((

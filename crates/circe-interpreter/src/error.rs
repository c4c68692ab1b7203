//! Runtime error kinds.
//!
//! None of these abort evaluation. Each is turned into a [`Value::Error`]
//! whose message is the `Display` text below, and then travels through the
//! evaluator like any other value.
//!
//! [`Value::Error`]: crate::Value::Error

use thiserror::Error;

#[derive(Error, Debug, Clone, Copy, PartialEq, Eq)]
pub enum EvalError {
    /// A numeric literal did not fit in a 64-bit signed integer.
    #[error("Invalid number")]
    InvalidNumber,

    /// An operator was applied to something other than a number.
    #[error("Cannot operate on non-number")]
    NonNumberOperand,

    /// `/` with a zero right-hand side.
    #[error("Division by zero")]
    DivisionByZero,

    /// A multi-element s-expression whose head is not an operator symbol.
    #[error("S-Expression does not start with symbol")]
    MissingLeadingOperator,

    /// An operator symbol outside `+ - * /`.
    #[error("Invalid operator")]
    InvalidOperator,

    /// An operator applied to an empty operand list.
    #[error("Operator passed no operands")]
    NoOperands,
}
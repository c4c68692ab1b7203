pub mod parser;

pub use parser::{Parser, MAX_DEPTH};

))
((

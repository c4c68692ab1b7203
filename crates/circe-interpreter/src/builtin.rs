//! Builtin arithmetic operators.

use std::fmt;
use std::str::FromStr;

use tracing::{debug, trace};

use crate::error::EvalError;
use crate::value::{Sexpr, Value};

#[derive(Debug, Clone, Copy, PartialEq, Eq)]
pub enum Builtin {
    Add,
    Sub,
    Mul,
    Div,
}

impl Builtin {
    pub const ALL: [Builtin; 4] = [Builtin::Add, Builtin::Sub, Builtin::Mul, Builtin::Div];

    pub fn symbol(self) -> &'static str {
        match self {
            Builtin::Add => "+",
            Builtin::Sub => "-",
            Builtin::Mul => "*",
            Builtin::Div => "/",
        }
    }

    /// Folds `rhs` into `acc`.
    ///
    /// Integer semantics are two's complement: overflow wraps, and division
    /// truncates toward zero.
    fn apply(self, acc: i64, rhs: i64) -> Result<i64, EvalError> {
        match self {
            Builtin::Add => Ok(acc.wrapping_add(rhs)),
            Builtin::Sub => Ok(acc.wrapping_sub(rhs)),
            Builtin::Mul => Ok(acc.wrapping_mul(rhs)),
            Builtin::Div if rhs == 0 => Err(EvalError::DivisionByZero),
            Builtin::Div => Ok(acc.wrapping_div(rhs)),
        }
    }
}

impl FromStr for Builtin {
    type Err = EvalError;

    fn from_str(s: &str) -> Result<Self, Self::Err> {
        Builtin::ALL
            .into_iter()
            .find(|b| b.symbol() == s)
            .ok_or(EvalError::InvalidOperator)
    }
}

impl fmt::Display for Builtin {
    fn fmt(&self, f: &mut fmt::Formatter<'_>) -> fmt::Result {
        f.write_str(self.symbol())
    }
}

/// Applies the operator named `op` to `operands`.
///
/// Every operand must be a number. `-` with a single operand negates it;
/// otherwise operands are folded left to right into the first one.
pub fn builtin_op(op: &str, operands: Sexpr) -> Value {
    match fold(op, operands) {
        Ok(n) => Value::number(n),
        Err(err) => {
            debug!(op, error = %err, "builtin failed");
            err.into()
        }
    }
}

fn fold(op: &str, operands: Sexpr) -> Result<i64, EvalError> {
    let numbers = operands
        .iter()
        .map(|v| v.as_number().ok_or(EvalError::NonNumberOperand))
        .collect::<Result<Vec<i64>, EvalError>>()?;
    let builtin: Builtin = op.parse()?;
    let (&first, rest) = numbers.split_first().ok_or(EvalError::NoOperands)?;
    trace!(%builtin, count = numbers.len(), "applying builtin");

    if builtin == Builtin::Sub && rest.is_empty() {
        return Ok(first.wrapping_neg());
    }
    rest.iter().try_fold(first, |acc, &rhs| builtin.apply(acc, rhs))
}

))

* _Task details_:
If a line in the data above contains "whose", return that line.

* _Result_:
//! whose message is the `Display` text below, and then travels through the
    /// A multi-element s-expression whose head is not an operator symbol.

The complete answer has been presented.